You can’t be everywhere at once. That means you will have to depend on others to serve your customers. And that doesn’t always work out so great.

The customer experience is an important part of generating repeat business. A good experience with your staff means a customer will more than likely return again and again. A not so good experience means customers will likely look for an alternative.

Frontline associates — the person who actually touches the customer — are the interface between your company and your customers. You need to make sure that is functioning well. A good experience means bigger profits for you.

In his new book, The Welcomer Edge: Unlocking the Secrets to Repeat Business, customer relationship management expert, Richard R. Shapiro, founder and president of The Center For Client Retention, details how businesses like yours can improve their customer service — and boost their profits. Here are three tips he offers up to help you do just that.

1. Engage Customers.

Providing good customer service does not automatically result in repeat business; a relationship needs to be established. Relationships can be created by making an excellent first impression, by smiling and being friendly, letting the customer know the associate’s name even if it is on their badge, asking the customer for their name and having a dialog with a customer that communicates to them that the frontline associate sees them as a person first, a customer second. The retention journey must start with an engaged consumer, otherwise the business is focusing on today instead of leveraging the consumer encounter to generate business for tomorrow.

2. Express Customer & Associate Appreciation.

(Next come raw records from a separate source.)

//! `word_list` — Module to load and preprocess the puzzle vocabulary.
//!
//! This module is responsible for reading a vocabulary (either from a file,
//! or from an in-memory string) and sampling the per-round word subset from
//! it.
//!
//! The parsing logic:
//! - Each line in the input is expected to hold a single word.
//! - Blank lines and lines starting with `#` are skipped silently.
//! - All words are normalized to uppercase, since the grid holds uppercase
//!   letters and the validator uppercases candidates before comparing.
//! - The final list is deduplicated and sorted alphabetically.
//!
//! Round sampling is uniform without replacement: every round gets
//! `words_per_game` distinct words, and which subset comes up depends only
//! on the injected random source, so a seeded generator reproduces the same
//! round exactly.

use crate::errors::PuzzleError;
use rand::seq::SliceRandom;
use rand::Rng;
use std::fs;
use std::path::Path;

/// A processed, ready-to-sample vocabulary.
///
/// The `words` vector contains all valid words (normalized, deduplicated,
/// sorted), each a candidate for inclusion in a round.
#[derive(Debug, Clone)]
pub struct WordList {
    /// List of unique uppercase words.
    pub words: Vec<String>,
}

impl WordList {
    /// Parse a raw vocabulary from an in-memory string.
    ///
    /// # Behavior
    /// 1. Splits the input into lines and trims whitespace.
    /// 2. Skips empty lines and `#` comment lines.
    /// 3. Converts each word to uppercase.
    /// 4. Sorts alphabetically and deduplicates.
    #[must_use]
    pub fn parse_from_str(contents: &str) -> WordList {
        let mut words: Vec<String> = contents
            .lines()
            .filter_map(|raw_line| {
                let line = raw_line.trim();
                if line.is_empty() || line.starts_with('#') {
                    None
                } else {
                    Some(line.to_uppercase())
                }
            })
            .collect();

        // sort + dedup rather than a HashSet: we want a deterministically
        // ordered Vec anyway, and dedup only removes adjacent duplicates
        words.sort();
        words.dedup();

        WordList { words }
    }

    /// Read and parse a vocabulary file from disk.
    ///
    /// # Errors
    /// Returns [`PuzzleError::WordListIo`] if the file cannot be read.
    pub fn load_from_path<P: AsRef<Path>>(path: P) -> Result<WordList, PuzzleError> {
        let contents = fs::read_to_string(path)?;
        Ok(Self::parse_from_str(&contents))
    }

    /// Sample `count` distinct words uniformly without replacement.
    ///
    /// # Errors
    /// Returns [`PuzzleError::VocabularyTooSmall`] if the vocabulary holds
    /// fewer unique words than requested.
    pub fn sample<R: Rng + ?Sized>(
        &self,
        rng: &mut R,
        count: usize,
    ) -> Result<Vec<String>, PuzzleError> {
        if self.words.len() < count {
            return Err(PuzzleError::VocabularyTooSmall {
                available: self.words.len(),
                requested: count,
            });
        }
        Ok(self.words.choose_multiple(rng, count).cloned().collect())
    }

    #[must_use]
    pub fn len(&self) -> usize {
        self.words.len()
    }

    #[must_use]
    pub fn is_empty(&self) -> bool {
        self.words.is_empty()
    }
}
use std::process::Command;

fn main() {
    // Capture git commit hash at build time for the CLI version string
    let output = Command::new("git")
        .args(["rev-parse", "--short", "HEAD"])
        .output();

    let git_hash = match output {
        Ok(output) if output.status.success() => String::from_utf8(output.stdout)
            .unwrap_or_else(|_| "unknown".to_string())
            .trim()
            .to_string(),
        _ => "unknown".to_string(),
    };

    println!("cargo:rustc-env=GIT_HASH={git_hash}");

    // rerun build script if git HEAD changes
    println!("cargo:rerun-if-changed=.git/HEAD");
}
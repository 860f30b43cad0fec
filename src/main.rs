use clap::Parser;
use rand::rngs::StdRng;
use rand::SeedableRng;
use serde::Serialize;
use std::process::ExitCode;

use wordseek::errors::PuzzleError;
use wordseek::generator::Placement;
use wordseek::grid::Grid;
use wordseek::palette::Palette;
use wordseek::session::{GameConfig, Session};
use wordseek::word_list::WordList;

/// Word-search puzzle generator
#[derive(Parser, Debug)]
#[command(
    author,
    version = concat!(env!("CARGO_PKG_VERSION"), "+", env!("GIT_HASH")),
    about,
    long_about = None
)]
struct Cli {
    /// Path to the vocabulary file (one word per line, '#' for comments)
    #[arg(
        short,
        long,
        default_value = concat!(env!("CARGO_MANIFEST_DIR"), "/data/words.txt")
    )]
    word_list: String,

    /// Side length of the square grid
    #[arg(short, long, default_value_t = 15)]
    grid_size: usize,

    /// Number of words sampled into the round
    #[arg(short = 'n', long, default_value_t = 12)]
    words_per_game: usize,

    /// Seed for reproducible puzzles (random when omitted)
    #[arg(short, long)]
    seed: Option<u64>,

    /// Print the word placements after the grid
    #[arg(long)]
    solution: bool,

    /// Emit the puzzle as JSON for rendering collaborators
    #[arg(long)]
    json: bool,
}

/// JSON payload for rendering collaborators: cell contents, target words,
/// and the solution placements.
#[derive(Serialize)]
struct PuzzleJson<'a> {
    grid: &'a Grid,
    words: &'a [String],
    placements: &'a [Placement],
}

/// Entry point of the wordseek CLI.
///
/// Delegates to [`try_main`], catching any errors and printing them in a
/// user-friendly way before exiting with a nonzero code.
fn main() -> ExitCode {
    // Set up logging
    let debug_enabled = std::env::var("WORDSEEK_DEBUG").is_ok();
    wordseek::log::init_logger(debug_enabled);

    if let Err(e) = try_main() {
        // Print the error to stderr, with code and help if it's ours
        if let Some(puzzle_err) = e.downcast_ref::<PuzzleError>() {
            eprintln!("Error: {}", puzzle_err.display_detailed());
        } else {
            eprintln!("Error: {e}");
        }
        ExitCode::FAILURE
    } else {
        ExitCode::SUCCESS
    }
}

/// Core application logic for the wordseek CLI.
///
/// Steps:
/// 1. Parse CLI arguments with Clap.
/// 2. Load the vocabulary from disk.
/// 3. Sample a round and generate the puzzle grid.
/// 4. Print the puzzle on stdout (text or JSON).
/// 5. Print diagnostics on stderr.
fn try_main() -> Result<(), Box<dyn std::error::Error>> {
    let cli = Cli::parse();

    // 1. Load the vocabulary
    let vocabulary = WordList::load_from_path(&cli.word_list)?;
    log::info!("loaded {} words from {}", vocabulary.len(), cli.word_list);

    // 2. Build a session; a fixed seed reproduces the same round exactly
    let rng = match cli.seed {
        Some(seed) => StdRng::seed_from_u64(seed),
        None => StdRng::from_entropy(),
    };
    let config = GameConfig {
        grid_size: cli.grid_size,
        words_per_game: cli.words_per_game,
        palette: Palette::default(),
    };
    let session = Session::new(config, vocabulary, rng)?;

    // 3. Emit the puzzle
    if cli.json {
        let payload = PuzzleJson {
            grid: session.grid(),
            words: session.words(),
            placements: session.placements(),
        };
        println!("{}", serde_json::to_string_pretty(&payload)?);
        return Ok(());
    }

    print!("{}", session.grid());
    println!();
    println!("Find these words:");
    for word in session.words() {
        println!("  {word}");
    }

    if cli.solution {
        println!();
        println!("Solution:");
        for placement in session.placements() {
            println!(
                "  {} at ({}, {}) {:?}",
                placement.word, placement.row, placement.col, placement.orientation
            );
        }
    }

    Ok(())
}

In most retail transactions, consumers feel that their business is not appreciated. Most frontline associates act robotically or indifferent. Even when they say the words “thank you”, the customer is left with an empty feeling. Expressing customer appreciation in a meaningful manner conveys that the customer’s business is welcomed, important and appreciated. Customers do not like to feel their business is being taken for granted and if it is, they will make their purchases at another establishment. Equally as important is having companies demonstrate the same appreciation to those associates who appreciate their customers. It’s a two-way street.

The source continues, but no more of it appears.